There is an oblique reference to a young man's erection. Lucy's teenage friend refers to her own sexual experience with an ex-boyfriend before offering to answer any of Lucy's questions (nothing explicit). On their honeymoon, Lucy alludes to two showerheads in a shower and asks her new husband if he wants her to scrub his back. Miranda has sex with a boy to please a beautiful man (the Elfin Knight).

Language
Consumerism
Drinking, Drugs & Smoking

The family drinks champagne in celebration; the Elfin Knight (disguised as a human) offers wine to underaged Zach, who refuses it. Miranda drinks a beer at a party, then wonders if she had sex because she was drunk.

What parents need to know

Parents need to know that while this book is a contemporary fairy tale, it has dark undercurrents, including date rape, teen pregnancy, mental illness, sexual slavery, and supernatural curses. Two young people wed very young despite parental objections; this is presented as romantic though admittedly not ideal.

User Reviews

  • Parents say
  • Kids say
Parent of a 17 year old Written byinfinity2 September 28, 2009
Written byAnonymous March 9, 2015
Inspired by the Medieval ballad, "Scarborough Fair," Impossible is a fantastical story about a rape, a family curse, a legacy of insanity, and a high... Continue reading
Teen, 13 years old Written bypalmtreeluva November 24, 2010

HATEHATEHATEHATEHATE THIS BOOK!!! :( :(

HATE HATE HATED this book! It was way inappropriate. I am thirteen years old, and I got really uncomfortable while reading this book. Sexual themes are way to... Continue reading
Teen, 13 years old Written bypizzavince May 29, 2010

Wonderful Book

This is honestly the best book I have ever read. I think that there is nothing in this book that a normal 13 year old wouldn't know about. The book covers... Continue reading

What's the story?

Seventeen-year-old Lucy Scarborough just wants to be normal high-schooler with a nice date for the prom. She wishes her mentally ill mother would stop showing up an inopportune moments to offer bizarre bits of advice, like telling her to "Pay attention to the song. Now it's your turn." But when Lucy is raped and ends up pregnant, her mom's warnings start making frightening sense. A variation on the folk song "Scarborough Fair" explains that her family has been cursed: "If you do not perform the three tasks successfully by the time your daughter is born, then everything that has happened to your mother will happen to you. And then to your daughter." Can Lucy, with the help of her foster parents and her devoted boyfriend, complete an evil Elfin Knight's seemingly impossible tasks before it's too late?

Is it any good?

Centered on the lyrics of the folk song "Scarborough Fair," IMPOSSIBLE is a novel, engaging entry to the fractured-fairy-tale genre. In Werlin's version, the singer is not just a demanding lover (how exactly does one make a shirt "without no seam nor needlework"?) but a demon who curses a woman who spurned his advances. Passed from mother to daughter, the curse's full horror dawns on Lucy as she struggles to deal with a burgeoning love interest, pregnancy, and a teen's normal push for independence.

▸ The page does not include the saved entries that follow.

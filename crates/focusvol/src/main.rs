mod cli;
mod daemon;
mod engine;
mod keyboard;
mod kwin;
mod pulse;
mod tray;
mod window;

use clap::{Parser, Subcommand};

#[derive(Parser)]
#[command(
    name = "focusvol",
    about = "Volume hotkeys for the application in the focused window"
)]
struct Cli {
    #[command(subcommand)]
    command: Option<Commands>,
}

#[derive(Subcommand)]
pub enum Commands {
    /// Run the daemon (for systemd or manual start)
    Daemon {
        /// Log level (trace, debug, info, warn, error)
        #[arg(long, env = "FOCUSVOL_LOG_LEVEL", default_value = "info")]
        log_level: String,
    },
    /// Configuration commands
    Config {
        #[command(subcommand)]
        command: ConfigCommands,
    },
    /// List key names accepted in hotkey bindings
    Keys,
    /// Print configured hotkeys as they fire, without touching any volume
    Listen,
}

#[derive(Subcommand)]
pub enum ConfigCommands {
    /// Print current config as TOML
    Show,
    /// Print config directory path
    Dir,
}

fn main() {
    let cli = Cli::parse();

    let result = match cli.command {
        None => {
            use clap::CommandFactory;
            let _ = Cli::command().print_help();
            println!();
            std::process::exit(0);
        }
        // The daemon builds its own multi-thread runtime; the other commands
        // are synchronous.
        Some(Commands::Daemon { log_level }) => daemon::run(&log_level),
        Some(cmd) => cli::run(cmd),
    };

    if let Err(e) = result {
        eprintln!("error: {e:#}");
        std::process::exit(1);
    }
}
use std::cell::RefCell;
use std::rc::Rc;
use std::sync::mpsc as std_mpsc;
use std::sync::Arc;
use std::time::Duration;

use focusvol_core::audio::{
    AudioError, AudioSession, SessionEntry, SessionHandle, SessionSource, Volume,
};
use libpulse_binding as pulse;
use libpulse_binding::callbacks::ListResult;
use libpulse_binding::context::{Context, FlagSet as CtxFlagSet, State as CtxState};
use libpulse_binding::mainloop::threaded::Mainloop;
use libpulse_binding::proplist::Proplist;
use tokio::sync::watch;
use tokio_util::sync::CancellationToken;
use tracing::{debug, info, warn};

/// How long a caller waits for the PA thread to answer.
pub const REPLY_TIMEOUT: Duration = Duration::from_millis(500);

/// How often the PA thread checks for cancellation and context health when idle.
const IDLE_POLL: Duration = Duration::from_millis(100);

type Reply<T> = std_mpsc::Sender<Result<T, AudioError>>;

/// A playback stream as reported by the sound server.
#[derive(Debug, Clone, PartialEq)]
pub struct SinkInput {
    pub index: u32,
    /// `application.process.binary` of the owning client.
    pub binary: Option<String>,
    pub volume: Volume,
    pub muted: bool,
    pub channels: u8,
}

/// Requests handled on the PA thread. Each carries its reply channel.
#[derive(Debug)]
pub enum AudioCommand {
    ListSinkInputs {
        reply: Reply<Vec<SinkInput>>,
    },
    SinkInputVolume {
        index: u32,
        volume: Volume,
        channels: u8,
        reply: Reply<bool>,
    },
    SinkInputMute {
        index: u32,
        mute: bool,
        reply: Reply<bool>,
    },
}

impl AudioCommand {
    fn fail(self, error: AudioError) {
        match self {
            AudioCommand::ListSinkInputs { reply } => {
                let _ = reply.send(Err(error));
            }
            AudioCommand::SinkInputVolume { reply, .. }
            | AudioCommand::SinkInputMute { reply, .. } => {
                let _ = reply.send(Err(error));
            }
        }
    }
}

/// Main PulseAudio thread function.
///
/// Runs the PA threaded mainloop and answers commands until cancelled,
/// reconnecting with backoff when the server goes away. `connected_tx`
/// mirrors the context state so callers can fail fast while disconnected.
pub fn run(
    cmd_rx: std_mpsc::Receiver<AudioCommand>,
    connected_tx: watch::Sender<bool>,
    cancel: CancellationToken,
) {
    let mut retry_delay_ms: u64 = 1000;
    loop {
        if cancel.is_cancelled() {
            break;
        }

        let session_start = std::time::Instant::now();
        let result = run_session(&cmd_rx, &connected_tx, &cancel);
        let _ = connected_tx.send(false);
        match result {
            Ok(()) => break,
            Err(e) => {
                warn!("PulseAudio session ended: {e}");
                if cancel.is_cancelled() {
                    return;
                }
                // Reset backoff if session was stable (ran >30s)
                if session_start.elapsed() > Duration::from_secs(30) {
                    retry_delay_ms = 1000;
                }
                reject_pending(&cmd_rx);
                std::thread::sleep(Duration::from_millis(retry_delay_ms));
                retry_delay_ms = (retry_delay_ms * 2).min(4000);
            }
        }
    }

    info!("PulseAudio thread exiting");
}

fn reject_pending(cmd_rx: &std_mpsc::Receiver<AudioCommand>) {
    while let Ok(cmd) = cmd_rx.try_recv() {
        cmd.fail(AudioError::Unavailable("PulseAudio disconnected".into()));
    }
}

fn run_session(
    cmd_rx: &std_mpsc::Receiver<AudioCommand>,
    connected_tx: &watch::Sender<bool>,
    cancel: &CancellationToken,
) -> anyhow::Result<()> {
    // Safety: Rc<RefCell> is used here because this entire function runs on a single
    // std::thread. Reply callbacks run on the mainloop thread but only capture
    // their own std channel senders.
    let mainloop =
        Rc::new(RefCell::new(Mainloop::new().ok_or_else(|| {
            anyhow::anyhow!("failed to create PA mainloop")
        })?));

    let mut proplist =
        Proplist::new().ok_or_else(|| anyhow::anyhow!("failed to create PA proplist"))?;
    proplist
        .set_str(pulse::proplist::properties::APPLICATION_NAME, "focusvol")
        .map_err(|_| anyhow::anyhow!("failed to set proplist"))?;

    let context = Rc::new(RefCell::new(
        Context::new_with_proplist(&*mainloop.borrow(), "focusvol", &proplist)
            .ok_or_else(|| anyhow::anyhow!("failed to create PA context"))?,
    ));

    // Connect (before mainloop starts, no lock needed)
    context
        .borrow_mut()
        .connect(None, CtxFlagSet::NOFLAGS, None)
        .map_err(|e| anyhow::anyhow!("PA connect failed: {e}"))?;

    mainloop
        .borrow_mut()
        .start()
        .map_err(|e| anyhow::anyhow!("PA mainloop start failed: {e}"))?;

    // Wait for context to be ready.
    // Must hold the mainloop lock when accessing the context from our thread.
    loop {
        if cancel.is_cancelled() {
            mainloop.borrow_mut().stop();
            return Ok(());
        }

        mainloop.borrow_mut().lock();
        let state = context.borrow().get_state();
        mainloop.borrow_mut().unlock();

        match state {
            CtxState::Ready => break,
            CtxState::Failed | CtxState::Terminated => {
                mainloop.borrow_mut().stop();
                return Err(anyhow::anyhow!("PA context failed to connect"));
            }
            _ => {
                std::thread::sleep(Duration::from_millis(50));
            }
        }
    }

    info!("PulseAudio connected");
    let _ = connected_tx.send(true);

    loop {
        if cancel.is_cancelled() {
            break;
        }

        // Blocks without the PA lock; wakes immediately on a command.
        let first = match cmd_rx.recv_timeout(IDLE_POLL) {
            Ok(cmd) => Some(cmd),
            Err(std_mpsc::RecvTimeoutError::Timeout) => None,
            Err(std_mpsc::RecvTimeoutError::Disconnected) => break,
        };

        mainloop.borrow_mut().lock();

        let state = context.borrow().get_state();
        if state != CtxState::Ready {
            mainloop.borrow_mut().unlock();
            mainloop.borrow_mut().stop();
            if let Some(cmd) = first {
                cmd.fail(AudioError::Unavailable("PulseAudio disconnected".into()));
            }
            return Err(anyhow::anyhow!("PA context disconnected"));
        }

        if let Some(cmd) = first {
            execute_command(&context, cmd);
            while let Ok(cmd) = cmd_rx.try_recv() {
                execute_command(&context, cmd);
            }
        }

        mainloop.borrow_mut().unlock();
    }

    // Clean shutdown
    mainloop.borrow_mut().lock();
    context.borrow_mut().disconnect();
    mainloop.borrow_mut().unlock();
    mainloop.borrow_mut().stop();
    Ok(())
}

fn make_channel_volumes(volume: Volume, channels: u8) -> pulse::volume::ChannelVolumes {
    let pa_vol = volume_to_pa(volume);
    let mut cv = pulse::volume::ChannelVolumes::default();
    cv.set(channels.max(1), pa_vol);
    cv
}

/// Execute a PA command. Caller must hold the mainloop lock.
fn execute_command(context: &Rc<RefCell<Context>>, cmd: AudioCommand) {
    let mut introspect = context.borrow().introspect();

    match cmd {
        AudioCommand::ListSinkInputs { reply } => {
            let mut streams = Vec::new();
            introspect.get_sink_input_info_list(move |result| match result {
                ListResult::Item(info) => {
                    let vol = pulse::volume::VolumeLinear::from(info.volume.avg()).0;
                    streams.push(SinkInput {
                        index: info.index,
                        binary: info.proplist.get_str("application.process.binary"),
                        volume: Volume::new(vol),
                        muted: info.mute,
                        channels: info.volume.len(),
                    });
                }
                ListResult::End => {
                    debug!("PA listed {} sink-inputs", streams.len());
                    let _ = reply.send(Ok(std::mem::take(&mut streams)));
                }
                ListResult::Error => {
                    let _ = reply.send(Err(AudioError::Unavailable(
                        "sink-input query failed".into(),
                    )));
                }
            });
        }
        AudioCommand::SinkInputVolume {
            index,
            volume,
            channels,
            reply,
        } => {
            let cv = make_channel_volumes(volume, channels);
            introspect.set_sink_input_volume(
                index,
                &cv,
                Some(Box::new(move |success| {
                    let _ = reply.send(Ok(success));
                })),
            );
        }
        AudioCommand::SinkInputMute { index, mute, reply } => {
            introspect.set_sink_input_mute(
                index,
                mute,
                Some(Box::new(move |success| {
                    let _ = reply.send(Ok(success));
                })),
            );
        }
    }
}

fn volume_to_pa(volume: Volume) -> pulse::volume::Volume {
    pulse::volume::Volume::from(pulse::volume::VolumeLinear(volume.get()))
}

/// Synchronous request/reply access to the PA thread. Cheap to clone.
#[derive(Debug, Clone)]
pub struct PulseClient {
    cmd_tx: std_mpsc::Sender<AudioCommand>,
    connected: watch::Receiver<bool>,
}

impl PulseClient {
    pub fn new(cmd_tx: std_mpsc::Sender<AudioCommand>, connected: watch::Receiver<bool>) -> Self {
        PulseClient { cmd_tx, connected }
    }

    fn request<T>(
        &self,
        make: impl FnOnce(Reply<T>) -> AudioCommand,
    ) -> Result<T, AudioError> {
        if !*self.connected.borrow() {
            return Err(AudioError::Unavailable("not connected to PulseAudio".into()));
        }
        let (reply_tx, reply_rx) = std_mpsc::channel();
        self.cmd_tx
            .send(make(reply_tx))
            .map_err(|_| AudioError::Unavailable("PulseAudio thread stopped".into()))?;
        match reply_rx.recv_timeout(REPLY_TIMEOUT) {
            Ok(result) => result,
            Err(std_mpsc::RecvTimeoutError::Timeout) => {
                Err(AudioError::Timeout(REPLY_TIMEOUT.as_millis() as u64))
            }
            Err(std_mpsc::RecvTimeoutError::Disconnected) => Err(AudioError::Unavailable(
                "PulseAudio dropped the request".into(),
            )),
        }
    }

    /// Current playback streams.
    pub fn sink_inputs(&self) -> Result<Vec<SinkInput>, AudioError> {
        self.request(|reply| AudioCommand::ListSinkInputs { reply })
    }

    fn set_sink_input_volume(
        &self,
        stream: &SinkInput,
        volume: Volume,
    ) -> Result<bool, AudioError> {
        self.request(|reply| AudioCommand::SinkInputVolume {
            index: stream.index,
            volume,
            channels: stream.channels,
            reply,
        })
    }

    fn set_sink_input_mute(&self, stream: &SinkInput, mute: bool) -> Result<bool, AudioError> {
        self.request(|reply| AudioCommand::SinkInputMute {
            index: stream.index,
            mute,
            reply,
        })
    }
}

impl SessionSource for PulseClient {
    fn enumerate_sessions(&self) -> Result<Vec<SessionEntry>, AudioError> {
        let streams = self.sink_inputs()?;
        Ok(session_names(&streams)
            .into_iter()
            .map(|binary| {
                let handle: SessionHandle = Arc::new(PulseSession {
                    binary: binary.clone(),
                    client: self.clone(),
                });
                SessionEntry {
                    process_name: binary,
                    handle,
                }
            })
            .collect())
    }
}

/// Distinct binaries among `streams`, in first-seen order.
fn session_names(streams: &[SinkInput]) -> Vec<String> {
    let mut names: Vec<String> = Vec::new();
    for binary in streams.iter().filter_map(|s| s.binary.as_deref()) {
        if !names.iter().any(|n| n == binary) {
            names.push(binary.to_string());
        }
    }
    names
}

/// All playback streams of one executable, controlled as a unit.
///
/// Streams are looked up again on every call: applications open and close
/// streams freely, and the handle stays valid as long as at least one
/// exists.
#[derive(Debug)]
pub struct PulseSession {
    binary: String,
    client: PulseClient,
}

impl PulseSession {
    fn streams(&self) -> Result<Vec<SinkInput>, AudioError> {
        let streams: Vec<SinkInput> = self
            .client
            .sink_inputs()?
            .into_iter()
            .filter(|s| s.binary.as_deref() == Some(self.binary.as_str()))
            .collect();
        if streams.is_empty() {
            return Err(AudioError::SessionGone(self.binary.clone()));
        }
        Ok(streams)
    }

    /// Apply `op` to every stream; succeeds if any stream accepted it.
    fn for_each_stream(
        &self,
        op: impl Fn(&SinkInput) -> Result<bool, AudioError>,
    ) -> Result<(), AudioError> {
        let mut applied = false;
        for stream in self.streams()? {
            if op(&stream)? {
                applied = true;
            } else {
                debug!("sink-input {} of {} rejected the change", stream.index, self.binary);
            }
        }
        if applied {
            Ok(())
        } else {
            Err(AudioError::SessionGone(self.binary.clone()))
        }
    }
}

impl AudioSession for PulseSession {
    fn process_name(&self) -> &str {
        &self.binary
    }

    fn master_volume(&self) -> Result<Volume, AudioError> {
        Ok(loudest(&self.streams()?))
    }

    fn set_master_volume(&self, volume: Volume) -> Result<(), AudioError> {
        self.for_each_stream(|s| self.client.set_sink_input_volume(s, volume))
    }

    fn is_muted(&self) -> Result<bool, AudioError> {
        Ok(self.streams()?.iter().all(|s| s.muted))
    }

    fn set_mute(&self, mute: bool) -> Result<(), AudioError> {
        self.for_each_stream(|s| self.client.set_sink_input_mute(s, mute))
    }
}

fn loudest(streams: &[SinkInput]) -> Volume {
    streams
        .iter()
        .map(|s| s.volume)
        .fold(Volume::ZERO, |a, b| if b > a { b } else { a })
}
use anyhow::{Context, Result};
use focusvol_core::config::Config;

use super::load_config;
use crate::ConfigCommands;

pub fn run(command: ConfigCommands) -> Result<()> {
    match command {
        ConfigCommands::Show => {
            let config = load_config()?;
            print!("{}", config.to_toml()?);
        }
        ConfigCommands::Dir => {
            let dir = Config::default_dir().context("failed to resolve XDG config directory")?;
            println!("{}", dir.display());
        }
    }
    Ok(())
}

Werlin adeptly weaves the supernatural into her modern setting, balancing magic with the realistic hardships of rape and teen pregnancy. Though the tale is not scary, the seductive Elfin Knight is a truly evil villain. The book's pace slows a bit, but picks up toward the end as Lucy and her family strive to solve the curse's puzzling tasks.

Talk to your kids about ...

  • Families can talk about the idea of true love and how rarely people find their soul mates in high school. They can also discuss how much work it takes to care for a baby. Families might also want to listen to the Simon & Garfunkel version of the ballad and talk about how Werlin adapted the traditional folk song for her novel.